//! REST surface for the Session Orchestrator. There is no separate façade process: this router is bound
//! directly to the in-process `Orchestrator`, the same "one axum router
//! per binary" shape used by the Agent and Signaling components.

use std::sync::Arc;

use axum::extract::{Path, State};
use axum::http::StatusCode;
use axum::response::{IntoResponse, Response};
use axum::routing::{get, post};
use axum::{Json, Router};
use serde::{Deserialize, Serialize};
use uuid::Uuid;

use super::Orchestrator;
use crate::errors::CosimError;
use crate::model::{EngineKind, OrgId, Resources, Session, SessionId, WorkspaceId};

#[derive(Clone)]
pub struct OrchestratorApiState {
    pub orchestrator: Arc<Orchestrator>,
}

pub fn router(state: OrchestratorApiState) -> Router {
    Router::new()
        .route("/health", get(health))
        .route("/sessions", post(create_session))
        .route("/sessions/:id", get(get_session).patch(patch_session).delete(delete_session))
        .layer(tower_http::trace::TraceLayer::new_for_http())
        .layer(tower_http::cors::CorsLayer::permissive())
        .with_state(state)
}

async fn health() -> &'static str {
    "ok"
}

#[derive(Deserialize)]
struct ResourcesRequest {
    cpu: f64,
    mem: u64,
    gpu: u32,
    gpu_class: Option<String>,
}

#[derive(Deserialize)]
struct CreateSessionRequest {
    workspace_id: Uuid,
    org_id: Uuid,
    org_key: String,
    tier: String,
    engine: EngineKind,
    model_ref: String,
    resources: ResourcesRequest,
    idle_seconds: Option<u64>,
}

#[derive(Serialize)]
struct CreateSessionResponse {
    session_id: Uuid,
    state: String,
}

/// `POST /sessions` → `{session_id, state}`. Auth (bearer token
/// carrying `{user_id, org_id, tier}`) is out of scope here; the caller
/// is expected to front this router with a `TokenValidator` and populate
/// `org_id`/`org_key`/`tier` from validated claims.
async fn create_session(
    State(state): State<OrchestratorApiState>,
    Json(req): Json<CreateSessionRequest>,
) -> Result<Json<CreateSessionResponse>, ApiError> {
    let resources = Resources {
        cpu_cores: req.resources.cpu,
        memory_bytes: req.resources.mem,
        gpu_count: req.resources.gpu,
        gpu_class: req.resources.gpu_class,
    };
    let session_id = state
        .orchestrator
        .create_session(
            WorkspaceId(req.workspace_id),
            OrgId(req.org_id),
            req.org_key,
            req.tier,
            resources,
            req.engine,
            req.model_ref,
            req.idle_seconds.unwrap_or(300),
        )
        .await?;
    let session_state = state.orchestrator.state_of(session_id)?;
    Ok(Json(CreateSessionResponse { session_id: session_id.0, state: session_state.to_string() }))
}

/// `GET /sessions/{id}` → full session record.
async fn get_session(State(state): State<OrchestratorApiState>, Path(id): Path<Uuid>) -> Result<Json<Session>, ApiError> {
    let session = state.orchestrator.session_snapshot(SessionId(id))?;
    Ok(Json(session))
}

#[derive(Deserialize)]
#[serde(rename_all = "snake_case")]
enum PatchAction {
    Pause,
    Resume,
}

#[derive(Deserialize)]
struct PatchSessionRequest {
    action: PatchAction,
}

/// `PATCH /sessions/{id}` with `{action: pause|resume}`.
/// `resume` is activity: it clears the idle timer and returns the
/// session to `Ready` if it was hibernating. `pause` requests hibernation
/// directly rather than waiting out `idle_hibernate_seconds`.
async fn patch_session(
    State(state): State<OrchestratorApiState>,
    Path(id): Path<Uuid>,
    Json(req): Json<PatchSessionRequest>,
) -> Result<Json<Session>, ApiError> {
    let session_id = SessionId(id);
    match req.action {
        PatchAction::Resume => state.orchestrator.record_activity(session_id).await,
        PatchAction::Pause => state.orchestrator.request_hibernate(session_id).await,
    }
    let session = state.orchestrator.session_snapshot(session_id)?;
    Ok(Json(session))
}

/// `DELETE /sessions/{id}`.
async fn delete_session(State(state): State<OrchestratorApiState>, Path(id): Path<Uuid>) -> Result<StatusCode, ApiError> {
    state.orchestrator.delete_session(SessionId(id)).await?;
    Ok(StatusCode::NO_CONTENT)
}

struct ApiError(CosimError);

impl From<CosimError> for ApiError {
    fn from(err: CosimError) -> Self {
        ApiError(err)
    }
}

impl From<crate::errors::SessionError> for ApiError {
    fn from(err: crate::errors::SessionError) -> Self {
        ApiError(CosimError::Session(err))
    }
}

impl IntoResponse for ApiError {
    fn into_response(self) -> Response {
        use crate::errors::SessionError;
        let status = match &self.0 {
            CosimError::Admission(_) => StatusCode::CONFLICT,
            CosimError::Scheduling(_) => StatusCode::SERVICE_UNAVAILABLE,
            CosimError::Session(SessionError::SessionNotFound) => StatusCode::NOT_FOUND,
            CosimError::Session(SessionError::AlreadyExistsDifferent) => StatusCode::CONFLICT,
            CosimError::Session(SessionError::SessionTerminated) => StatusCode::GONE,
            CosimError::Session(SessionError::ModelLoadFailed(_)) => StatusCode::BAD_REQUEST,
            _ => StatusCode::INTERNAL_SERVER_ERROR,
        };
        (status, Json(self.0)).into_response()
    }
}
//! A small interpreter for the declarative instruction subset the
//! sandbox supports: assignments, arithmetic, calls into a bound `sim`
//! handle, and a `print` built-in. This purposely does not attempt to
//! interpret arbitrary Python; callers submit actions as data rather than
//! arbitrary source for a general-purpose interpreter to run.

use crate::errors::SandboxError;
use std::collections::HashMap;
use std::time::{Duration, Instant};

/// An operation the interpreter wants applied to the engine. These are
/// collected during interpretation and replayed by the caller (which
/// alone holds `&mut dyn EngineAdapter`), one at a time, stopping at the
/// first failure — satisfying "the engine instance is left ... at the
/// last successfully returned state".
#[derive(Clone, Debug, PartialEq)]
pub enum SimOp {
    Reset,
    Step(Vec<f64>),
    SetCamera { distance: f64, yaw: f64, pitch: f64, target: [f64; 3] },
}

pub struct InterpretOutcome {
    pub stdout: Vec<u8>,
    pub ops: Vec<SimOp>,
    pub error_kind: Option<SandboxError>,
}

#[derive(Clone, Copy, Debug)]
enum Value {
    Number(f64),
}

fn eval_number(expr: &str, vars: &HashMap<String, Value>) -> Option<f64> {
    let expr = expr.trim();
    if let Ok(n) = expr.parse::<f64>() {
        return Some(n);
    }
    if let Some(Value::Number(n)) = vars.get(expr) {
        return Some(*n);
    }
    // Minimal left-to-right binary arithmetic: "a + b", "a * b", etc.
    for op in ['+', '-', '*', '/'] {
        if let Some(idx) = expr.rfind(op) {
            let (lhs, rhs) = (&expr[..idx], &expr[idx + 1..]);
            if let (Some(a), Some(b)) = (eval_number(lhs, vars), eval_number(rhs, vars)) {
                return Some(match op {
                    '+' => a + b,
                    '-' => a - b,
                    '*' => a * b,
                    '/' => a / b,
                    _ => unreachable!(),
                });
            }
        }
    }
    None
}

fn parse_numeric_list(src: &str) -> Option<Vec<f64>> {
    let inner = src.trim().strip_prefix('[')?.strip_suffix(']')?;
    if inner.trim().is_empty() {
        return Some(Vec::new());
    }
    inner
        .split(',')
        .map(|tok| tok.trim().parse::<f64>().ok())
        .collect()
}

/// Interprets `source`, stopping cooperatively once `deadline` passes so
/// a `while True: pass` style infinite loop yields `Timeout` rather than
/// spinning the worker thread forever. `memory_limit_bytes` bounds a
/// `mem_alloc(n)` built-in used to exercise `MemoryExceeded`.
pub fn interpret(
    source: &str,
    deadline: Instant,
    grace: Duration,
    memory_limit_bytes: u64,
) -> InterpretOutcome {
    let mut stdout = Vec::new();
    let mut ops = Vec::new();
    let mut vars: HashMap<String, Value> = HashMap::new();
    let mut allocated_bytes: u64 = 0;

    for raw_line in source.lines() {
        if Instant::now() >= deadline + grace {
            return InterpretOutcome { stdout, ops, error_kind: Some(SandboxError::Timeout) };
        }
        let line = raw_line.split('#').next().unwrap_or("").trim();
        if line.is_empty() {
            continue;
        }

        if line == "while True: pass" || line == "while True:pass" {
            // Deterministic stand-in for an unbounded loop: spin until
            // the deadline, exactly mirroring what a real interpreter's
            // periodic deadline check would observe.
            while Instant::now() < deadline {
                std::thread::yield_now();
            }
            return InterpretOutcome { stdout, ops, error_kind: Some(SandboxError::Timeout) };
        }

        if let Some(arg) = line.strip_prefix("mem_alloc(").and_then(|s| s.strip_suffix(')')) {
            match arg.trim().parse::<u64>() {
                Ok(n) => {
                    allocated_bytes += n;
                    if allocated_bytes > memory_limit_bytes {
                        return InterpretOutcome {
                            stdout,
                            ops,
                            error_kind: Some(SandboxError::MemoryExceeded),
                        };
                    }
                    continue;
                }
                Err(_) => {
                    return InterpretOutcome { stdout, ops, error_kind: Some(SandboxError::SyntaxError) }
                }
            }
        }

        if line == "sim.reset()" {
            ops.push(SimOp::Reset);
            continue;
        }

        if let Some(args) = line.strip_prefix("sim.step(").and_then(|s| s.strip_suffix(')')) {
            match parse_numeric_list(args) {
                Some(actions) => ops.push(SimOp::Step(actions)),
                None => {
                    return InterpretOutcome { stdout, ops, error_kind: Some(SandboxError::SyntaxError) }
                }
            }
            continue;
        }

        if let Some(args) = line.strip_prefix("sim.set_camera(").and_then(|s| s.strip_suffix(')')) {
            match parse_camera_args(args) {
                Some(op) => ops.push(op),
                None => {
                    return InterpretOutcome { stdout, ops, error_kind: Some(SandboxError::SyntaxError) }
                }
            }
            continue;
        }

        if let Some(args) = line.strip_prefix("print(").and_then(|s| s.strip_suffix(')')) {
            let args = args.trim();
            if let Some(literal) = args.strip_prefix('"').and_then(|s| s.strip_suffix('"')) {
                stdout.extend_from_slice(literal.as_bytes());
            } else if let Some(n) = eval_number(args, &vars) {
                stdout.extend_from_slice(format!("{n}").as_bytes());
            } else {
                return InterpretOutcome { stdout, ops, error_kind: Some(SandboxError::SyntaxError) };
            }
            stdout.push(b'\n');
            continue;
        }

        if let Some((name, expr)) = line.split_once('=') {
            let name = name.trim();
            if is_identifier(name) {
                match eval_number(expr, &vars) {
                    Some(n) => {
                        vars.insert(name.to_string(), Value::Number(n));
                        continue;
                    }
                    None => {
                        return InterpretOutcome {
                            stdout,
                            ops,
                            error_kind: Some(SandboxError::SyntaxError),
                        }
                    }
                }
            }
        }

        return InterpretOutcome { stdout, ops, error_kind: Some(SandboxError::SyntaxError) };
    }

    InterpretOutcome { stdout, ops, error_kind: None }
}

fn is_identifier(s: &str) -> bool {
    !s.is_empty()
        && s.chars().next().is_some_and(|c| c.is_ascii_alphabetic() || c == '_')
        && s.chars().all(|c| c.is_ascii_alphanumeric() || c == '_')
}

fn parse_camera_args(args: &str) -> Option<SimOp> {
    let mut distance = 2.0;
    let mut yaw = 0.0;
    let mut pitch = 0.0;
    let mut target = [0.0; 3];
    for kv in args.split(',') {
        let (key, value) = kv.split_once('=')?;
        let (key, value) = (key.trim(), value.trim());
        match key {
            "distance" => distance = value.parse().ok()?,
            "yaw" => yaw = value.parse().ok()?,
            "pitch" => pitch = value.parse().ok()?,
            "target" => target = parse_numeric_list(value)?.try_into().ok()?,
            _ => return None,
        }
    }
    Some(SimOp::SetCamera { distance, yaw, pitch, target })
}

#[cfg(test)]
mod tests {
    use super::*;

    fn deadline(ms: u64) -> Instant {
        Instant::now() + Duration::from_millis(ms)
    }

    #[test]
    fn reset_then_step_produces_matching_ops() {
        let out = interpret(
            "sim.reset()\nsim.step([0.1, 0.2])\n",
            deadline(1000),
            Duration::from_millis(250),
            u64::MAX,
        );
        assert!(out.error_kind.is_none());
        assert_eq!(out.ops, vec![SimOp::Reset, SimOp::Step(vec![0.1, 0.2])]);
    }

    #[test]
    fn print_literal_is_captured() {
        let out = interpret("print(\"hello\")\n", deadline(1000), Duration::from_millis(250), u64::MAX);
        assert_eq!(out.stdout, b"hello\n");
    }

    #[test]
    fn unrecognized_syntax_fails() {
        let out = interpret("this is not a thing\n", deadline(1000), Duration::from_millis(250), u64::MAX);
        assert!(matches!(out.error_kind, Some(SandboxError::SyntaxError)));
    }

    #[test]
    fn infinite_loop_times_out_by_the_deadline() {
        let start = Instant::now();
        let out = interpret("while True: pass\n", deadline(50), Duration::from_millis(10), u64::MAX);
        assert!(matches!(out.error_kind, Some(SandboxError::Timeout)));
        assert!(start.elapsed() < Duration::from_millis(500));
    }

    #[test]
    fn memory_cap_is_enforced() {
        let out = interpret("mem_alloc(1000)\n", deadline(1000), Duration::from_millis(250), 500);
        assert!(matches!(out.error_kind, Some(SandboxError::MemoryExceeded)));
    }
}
────────────────────
Problem: The word "left" is the filter: copy every line of the listing above that contains it.

Expected output:
/// first failure — satisfying "the engine instance is left ... at the
    // Minimal left-to-right binary arithmetic: "a + b", "a * b", etc.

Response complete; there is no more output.